● **PROBLEM**
In the following listing, find the lines containing "dependencies" and report them.
━━ INFORMATION ━━
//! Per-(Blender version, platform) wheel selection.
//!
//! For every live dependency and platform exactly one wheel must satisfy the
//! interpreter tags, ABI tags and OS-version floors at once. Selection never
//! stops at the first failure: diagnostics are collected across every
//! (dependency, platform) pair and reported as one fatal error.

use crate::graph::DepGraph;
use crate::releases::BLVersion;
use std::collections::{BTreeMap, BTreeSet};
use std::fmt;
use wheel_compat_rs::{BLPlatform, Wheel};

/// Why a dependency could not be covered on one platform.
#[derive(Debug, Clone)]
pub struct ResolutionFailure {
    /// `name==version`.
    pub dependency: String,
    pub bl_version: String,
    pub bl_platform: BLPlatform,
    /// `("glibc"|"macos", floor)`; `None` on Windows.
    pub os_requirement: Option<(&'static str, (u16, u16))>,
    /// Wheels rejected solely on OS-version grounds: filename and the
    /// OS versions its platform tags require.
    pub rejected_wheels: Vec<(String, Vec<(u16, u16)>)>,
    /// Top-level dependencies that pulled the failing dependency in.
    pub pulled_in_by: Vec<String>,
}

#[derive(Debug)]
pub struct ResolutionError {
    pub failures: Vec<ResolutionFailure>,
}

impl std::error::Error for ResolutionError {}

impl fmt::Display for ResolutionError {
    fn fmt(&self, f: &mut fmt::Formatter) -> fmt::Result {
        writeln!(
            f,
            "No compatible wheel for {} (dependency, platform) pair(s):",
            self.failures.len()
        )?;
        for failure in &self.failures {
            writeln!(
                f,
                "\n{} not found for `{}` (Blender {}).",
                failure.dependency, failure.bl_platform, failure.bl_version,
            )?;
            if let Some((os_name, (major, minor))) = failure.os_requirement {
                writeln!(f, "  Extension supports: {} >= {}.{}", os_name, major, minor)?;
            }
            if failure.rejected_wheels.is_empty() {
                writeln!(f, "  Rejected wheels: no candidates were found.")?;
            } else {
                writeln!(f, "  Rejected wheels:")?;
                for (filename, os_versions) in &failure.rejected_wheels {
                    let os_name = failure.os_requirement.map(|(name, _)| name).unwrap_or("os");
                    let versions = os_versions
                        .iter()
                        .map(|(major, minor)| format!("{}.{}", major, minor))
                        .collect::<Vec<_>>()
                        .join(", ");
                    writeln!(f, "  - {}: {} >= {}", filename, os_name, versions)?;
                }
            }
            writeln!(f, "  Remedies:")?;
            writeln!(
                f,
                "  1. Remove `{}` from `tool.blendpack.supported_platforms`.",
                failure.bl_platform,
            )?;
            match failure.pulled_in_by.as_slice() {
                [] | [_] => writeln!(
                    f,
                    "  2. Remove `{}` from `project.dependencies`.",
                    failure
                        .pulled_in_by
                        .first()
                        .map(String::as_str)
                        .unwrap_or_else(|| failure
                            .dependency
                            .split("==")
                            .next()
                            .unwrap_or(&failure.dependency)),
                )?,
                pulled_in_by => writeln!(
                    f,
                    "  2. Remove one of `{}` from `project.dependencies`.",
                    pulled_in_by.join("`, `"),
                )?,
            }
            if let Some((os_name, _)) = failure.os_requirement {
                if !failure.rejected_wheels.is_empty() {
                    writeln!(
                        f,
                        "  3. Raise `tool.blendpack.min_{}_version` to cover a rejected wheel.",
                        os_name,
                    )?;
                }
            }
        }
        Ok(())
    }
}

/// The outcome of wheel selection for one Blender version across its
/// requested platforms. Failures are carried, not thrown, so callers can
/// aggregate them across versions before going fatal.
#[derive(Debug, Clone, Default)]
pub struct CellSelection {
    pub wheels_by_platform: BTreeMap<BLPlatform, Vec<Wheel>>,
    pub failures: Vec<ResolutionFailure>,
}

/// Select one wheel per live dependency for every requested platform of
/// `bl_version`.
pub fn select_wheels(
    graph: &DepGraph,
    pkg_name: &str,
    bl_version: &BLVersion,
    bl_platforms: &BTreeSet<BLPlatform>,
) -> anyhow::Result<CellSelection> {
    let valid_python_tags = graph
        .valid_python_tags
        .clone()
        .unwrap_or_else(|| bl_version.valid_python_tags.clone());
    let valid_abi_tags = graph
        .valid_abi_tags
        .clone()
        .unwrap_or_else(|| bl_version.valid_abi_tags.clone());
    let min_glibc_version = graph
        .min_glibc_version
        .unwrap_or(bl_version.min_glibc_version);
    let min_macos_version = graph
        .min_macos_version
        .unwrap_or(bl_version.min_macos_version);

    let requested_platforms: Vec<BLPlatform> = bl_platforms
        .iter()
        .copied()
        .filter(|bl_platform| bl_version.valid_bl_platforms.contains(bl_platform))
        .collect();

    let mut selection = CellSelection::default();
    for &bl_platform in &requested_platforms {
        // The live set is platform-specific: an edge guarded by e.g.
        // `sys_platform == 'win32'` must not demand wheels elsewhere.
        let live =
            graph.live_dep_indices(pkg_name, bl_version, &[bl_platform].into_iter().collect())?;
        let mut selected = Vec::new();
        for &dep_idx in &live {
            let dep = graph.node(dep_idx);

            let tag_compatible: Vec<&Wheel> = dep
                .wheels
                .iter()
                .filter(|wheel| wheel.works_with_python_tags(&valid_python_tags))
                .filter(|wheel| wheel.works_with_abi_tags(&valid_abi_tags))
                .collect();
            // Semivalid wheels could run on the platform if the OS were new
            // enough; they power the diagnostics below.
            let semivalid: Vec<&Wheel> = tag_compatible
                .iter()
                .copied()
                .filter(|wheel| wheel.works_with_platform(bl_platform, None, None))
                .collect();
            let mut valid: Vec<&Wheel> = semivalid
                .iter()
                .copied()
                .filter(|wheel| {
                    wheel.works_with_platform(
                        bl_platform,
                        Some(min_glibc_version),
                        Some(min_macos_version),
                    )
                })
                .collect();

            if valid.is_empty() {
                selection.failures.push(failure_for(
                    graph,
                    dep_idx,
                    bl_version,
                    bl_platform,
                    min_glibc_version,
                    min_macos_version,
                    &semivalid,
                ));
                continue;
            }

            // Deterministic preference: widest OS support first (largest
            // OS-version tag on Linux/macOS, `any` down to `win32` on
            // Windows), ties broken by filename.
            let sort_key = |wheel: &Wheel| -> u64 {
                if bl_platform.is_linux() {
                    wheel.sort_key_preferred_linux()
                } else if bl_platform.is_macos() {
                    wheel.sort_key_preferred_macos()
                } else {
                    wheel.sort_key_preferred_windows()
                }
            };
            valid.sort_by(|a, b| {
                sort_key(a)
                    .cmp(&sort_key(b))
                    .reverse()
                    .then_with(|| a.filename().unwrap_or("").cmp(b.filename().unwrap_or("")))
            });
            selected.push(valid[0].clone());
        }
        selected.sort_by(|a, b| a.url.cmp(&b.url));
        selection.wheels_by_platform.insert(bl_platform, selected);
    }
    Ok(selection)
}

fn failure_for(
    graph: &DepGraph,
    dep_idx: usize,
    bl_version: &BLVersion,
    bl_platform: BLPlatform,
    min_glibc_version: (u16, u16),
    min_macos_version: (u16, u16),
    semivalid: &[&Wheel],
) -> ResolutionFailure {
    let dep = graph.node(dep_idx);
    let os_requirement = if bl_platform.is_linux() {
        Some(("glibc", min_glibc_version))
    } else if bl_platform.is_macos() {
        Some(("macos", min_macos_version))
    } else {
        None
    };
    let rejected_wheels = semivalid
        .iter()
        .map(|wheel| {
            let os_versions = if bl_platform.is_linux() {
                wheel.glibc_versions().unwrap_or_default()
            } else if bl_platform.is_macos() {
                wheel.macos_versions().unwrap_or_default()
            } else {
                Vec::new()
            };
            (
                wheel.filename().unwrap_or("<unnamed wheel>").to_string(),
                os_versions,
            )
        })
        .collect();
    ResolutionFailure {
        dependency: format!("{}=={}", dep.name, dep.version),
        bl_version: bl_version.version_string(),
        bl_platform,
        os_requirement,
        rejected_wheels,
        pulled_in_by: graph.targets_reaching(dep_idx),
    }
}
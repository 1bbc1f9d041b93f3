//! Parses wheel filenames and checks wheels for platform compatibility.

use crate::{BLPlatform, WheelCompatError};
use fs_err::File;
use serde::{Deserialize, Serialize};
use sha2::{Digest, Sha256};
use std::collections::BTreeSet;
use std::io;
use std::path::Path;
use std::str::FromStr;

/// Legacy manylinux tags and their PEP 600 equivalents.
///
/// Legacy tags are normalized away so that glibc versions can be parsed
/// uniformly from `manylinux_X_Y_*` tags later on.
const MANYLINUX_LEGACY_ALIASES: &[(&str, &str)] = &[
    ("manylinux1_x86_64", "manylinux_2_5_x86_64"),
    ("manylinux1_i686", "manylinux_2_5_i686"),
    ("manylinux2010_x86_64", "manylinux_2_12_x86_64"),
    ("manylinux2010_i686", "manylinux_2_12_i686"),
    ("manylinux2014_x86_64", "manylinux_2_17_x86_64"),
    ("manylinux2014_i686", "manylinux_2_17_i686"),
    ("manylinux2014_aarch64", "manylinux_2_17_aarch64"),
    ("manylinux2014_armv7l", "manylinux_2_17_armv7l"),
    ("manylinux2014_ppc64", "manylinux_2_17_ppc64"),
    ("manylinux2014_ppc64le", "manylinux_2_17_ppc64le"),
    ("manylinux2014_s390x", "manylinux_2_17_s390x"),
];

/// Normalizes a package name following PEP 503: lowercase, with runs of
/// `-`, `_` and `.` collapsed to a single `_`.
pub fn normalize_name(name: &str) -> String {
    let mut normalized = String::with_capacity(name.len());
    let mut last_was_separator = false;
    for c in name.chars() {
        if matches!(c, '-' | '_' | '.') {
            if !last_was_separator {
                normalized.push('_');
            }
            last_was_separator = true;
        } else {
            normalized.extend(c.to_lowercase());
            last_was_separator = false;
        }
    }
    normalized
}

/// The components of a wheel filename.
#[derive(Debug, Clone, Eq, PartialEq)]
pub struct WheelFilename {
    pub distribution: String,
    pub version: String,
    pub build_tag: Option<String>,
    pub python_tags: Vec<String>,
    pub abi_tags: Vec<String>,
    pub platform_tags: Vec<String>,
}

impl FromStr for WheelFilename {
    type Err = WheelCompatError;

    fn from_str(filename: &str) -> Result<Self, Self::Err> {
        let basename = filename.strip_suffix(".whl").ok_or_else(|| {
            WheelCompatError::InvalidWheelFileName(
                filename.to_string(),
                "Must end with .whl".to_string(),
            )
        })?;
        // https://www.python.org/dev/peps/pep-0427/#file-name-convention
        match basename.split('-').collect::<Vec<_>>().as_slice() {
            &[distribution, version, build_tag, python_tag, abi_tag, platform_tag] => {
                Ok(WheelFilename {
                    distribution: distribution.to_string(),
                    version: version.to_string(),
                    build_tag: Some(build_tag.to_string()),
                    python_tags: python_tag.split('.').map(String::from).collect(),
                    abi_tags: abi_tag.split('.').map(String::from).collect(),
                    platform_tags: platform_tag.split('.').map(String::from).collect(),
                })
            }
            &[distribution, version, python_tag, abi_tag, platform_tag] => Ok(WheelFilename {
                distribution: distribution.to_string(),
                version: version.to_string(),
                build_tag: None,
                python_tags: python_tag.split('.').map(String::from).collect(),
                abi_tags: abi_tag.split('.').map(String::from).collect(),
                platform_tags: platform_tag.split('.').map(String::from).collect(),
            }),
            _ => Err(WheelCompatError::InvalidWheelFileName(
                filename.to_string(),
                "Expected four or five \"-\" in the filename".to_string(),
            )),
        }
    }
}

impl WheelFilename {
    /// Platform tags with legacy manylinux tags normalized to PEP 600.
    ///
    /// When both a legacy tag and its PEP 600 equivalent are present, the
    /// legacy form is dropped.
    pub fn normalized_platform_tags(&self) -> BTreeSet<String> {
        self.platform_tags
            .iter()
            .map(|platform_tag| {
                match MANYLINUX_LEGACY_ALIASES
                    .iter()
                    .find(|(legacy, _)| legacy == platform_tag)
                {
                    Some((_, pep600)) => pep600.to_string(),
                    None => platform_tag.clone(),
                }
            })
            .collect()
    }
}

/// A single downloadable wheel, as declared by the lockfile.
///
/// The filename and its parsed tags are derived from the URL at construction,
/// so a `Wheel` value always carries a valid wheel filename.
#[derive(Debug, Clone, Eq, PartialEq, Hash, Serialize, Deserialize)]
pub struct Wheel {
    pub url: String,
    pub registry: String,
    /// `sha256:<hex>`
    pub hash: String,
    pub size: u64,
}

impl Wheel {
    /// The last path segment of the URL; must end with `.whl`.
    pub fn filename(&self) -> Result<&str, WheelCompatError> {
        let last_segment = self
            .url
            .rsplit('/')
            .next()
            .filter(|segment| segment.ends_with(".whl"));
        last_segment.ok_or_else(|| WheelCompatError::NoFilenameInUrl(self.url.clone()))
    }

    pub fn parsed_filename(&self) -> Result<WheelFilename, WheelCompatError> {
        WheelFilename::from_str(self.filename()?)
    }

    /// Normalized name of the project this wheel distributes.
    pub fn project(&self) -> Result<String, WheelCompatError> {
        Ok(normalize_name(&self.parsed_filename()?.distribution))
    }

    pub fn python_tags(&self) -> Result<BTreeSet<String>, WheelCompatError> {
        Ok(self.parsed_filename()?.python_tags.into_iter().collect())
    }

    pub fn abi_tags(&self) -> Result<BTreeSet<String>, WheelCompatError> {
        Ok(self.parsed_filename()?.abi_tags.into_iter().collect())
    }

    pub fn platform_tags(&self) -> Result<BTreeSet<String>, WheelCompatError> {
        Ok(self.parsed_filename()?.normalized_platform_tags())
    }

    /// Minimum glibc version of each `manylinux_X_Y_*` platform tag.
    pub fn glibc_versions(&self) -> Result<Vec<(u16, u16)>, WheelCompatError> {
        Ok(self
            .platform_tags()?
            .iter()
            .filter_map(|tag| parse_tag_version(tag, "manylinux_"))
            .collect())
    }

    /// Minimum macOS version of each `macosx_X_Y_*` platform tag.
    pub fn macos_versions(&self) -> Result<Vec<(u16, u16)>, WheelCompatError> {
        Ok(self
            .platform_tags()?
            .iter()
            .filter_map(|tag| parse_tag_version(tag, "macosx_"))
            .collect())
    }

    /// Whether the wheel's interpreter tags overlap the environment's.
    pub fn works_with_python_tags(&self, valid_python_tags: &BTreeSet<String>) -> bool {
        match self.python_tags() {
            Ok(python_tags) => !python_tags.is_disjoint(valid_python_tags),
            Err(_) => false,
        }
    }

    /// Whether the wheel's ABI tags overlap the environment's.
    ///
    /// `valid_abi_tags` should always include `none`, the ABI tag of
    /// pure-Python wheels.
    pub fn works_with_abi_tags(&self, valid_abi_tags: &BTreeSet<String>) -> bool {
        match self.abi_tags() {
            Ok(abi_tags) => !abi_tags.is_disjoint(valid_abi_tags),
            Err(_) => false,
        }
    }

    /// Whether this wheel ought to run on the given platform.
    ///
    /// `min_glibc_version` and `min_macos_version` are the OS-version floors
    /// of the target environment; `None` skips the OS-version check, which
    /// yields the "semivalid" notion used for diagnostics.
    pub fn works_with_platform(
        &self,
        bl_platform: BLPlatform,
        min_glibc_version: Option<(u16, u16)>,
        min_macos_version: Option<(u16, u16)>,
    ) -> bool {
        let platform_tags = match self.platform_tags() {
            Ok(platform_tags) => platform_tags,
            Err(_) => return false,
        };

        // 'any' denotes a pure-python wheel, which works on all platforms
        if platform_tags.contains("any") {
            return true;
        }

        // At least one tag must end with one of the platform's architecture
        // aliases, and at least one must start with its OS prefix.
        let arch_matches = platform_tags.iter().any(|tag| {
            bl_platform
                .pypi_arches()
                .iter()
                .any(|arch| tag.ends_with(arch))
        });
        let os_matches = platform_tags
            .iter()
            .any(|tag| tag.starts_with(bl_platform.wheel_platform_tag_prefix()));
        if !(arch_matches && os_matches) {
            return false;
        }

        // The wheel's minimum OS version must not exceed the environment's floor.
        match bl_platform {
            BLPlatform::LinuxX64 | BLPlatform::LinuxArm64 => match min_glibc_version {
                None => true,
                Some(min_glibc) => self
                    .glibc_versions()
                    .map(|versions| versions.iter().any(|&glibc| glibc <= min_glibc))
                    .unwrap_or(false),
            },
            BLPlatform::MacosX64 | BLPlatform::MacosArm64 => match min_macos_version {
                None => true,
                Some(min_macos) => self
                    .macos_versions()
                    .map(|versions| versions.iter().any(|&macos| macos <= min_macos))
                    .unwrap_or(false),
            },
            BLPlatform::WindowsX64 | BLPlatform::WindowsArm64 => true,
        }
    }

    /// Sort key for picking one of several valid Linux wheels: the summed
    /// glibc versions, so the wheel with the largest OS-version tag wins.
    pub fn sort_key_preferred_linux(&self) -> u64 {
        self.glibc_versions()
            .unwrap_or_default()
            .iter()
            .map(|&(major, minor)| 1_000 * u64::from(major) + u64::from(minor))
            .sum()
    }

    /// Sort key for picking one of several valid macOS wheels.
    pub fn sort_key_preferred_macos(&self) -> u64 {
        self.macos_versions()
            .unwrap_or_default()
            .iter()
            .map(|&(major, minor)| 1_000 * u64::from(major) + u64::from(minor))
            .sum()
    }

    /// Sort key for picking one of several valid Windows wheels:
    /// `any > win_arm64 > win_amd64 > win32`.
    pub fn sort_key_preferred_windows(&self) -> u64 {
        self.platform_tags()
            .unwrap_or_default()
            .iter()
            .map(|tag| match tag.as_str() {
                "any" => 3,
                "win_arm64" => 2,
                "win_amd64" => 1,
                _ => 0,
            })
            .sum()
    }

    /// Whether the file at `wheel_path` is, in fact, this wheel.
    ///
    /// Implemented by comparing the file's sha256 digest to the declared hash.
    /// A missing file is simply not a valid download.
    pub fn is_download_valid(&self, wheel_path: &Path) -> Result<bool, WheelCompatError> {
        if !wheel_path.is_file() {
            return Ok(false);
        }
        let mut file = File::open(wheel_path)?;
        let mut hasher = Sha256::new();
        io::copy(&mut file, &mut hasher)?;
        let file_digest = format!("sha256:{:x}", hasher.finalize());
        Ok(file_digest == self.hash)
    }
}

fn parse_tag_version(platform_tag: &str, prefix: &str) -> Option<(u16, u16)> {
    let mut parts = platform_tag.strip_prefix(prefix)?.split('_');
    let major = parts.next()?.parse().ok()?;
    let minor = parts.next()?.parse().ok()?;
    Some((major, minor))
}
━━━
● **EXPECTED ANSWER**
    /// Top-level dependencies that pulled the failing dependency in.
                    "  2. Remove `{}` from `project.dependencies`.",
                    "  2. Remove one of `{}` from `project.dependencies`.",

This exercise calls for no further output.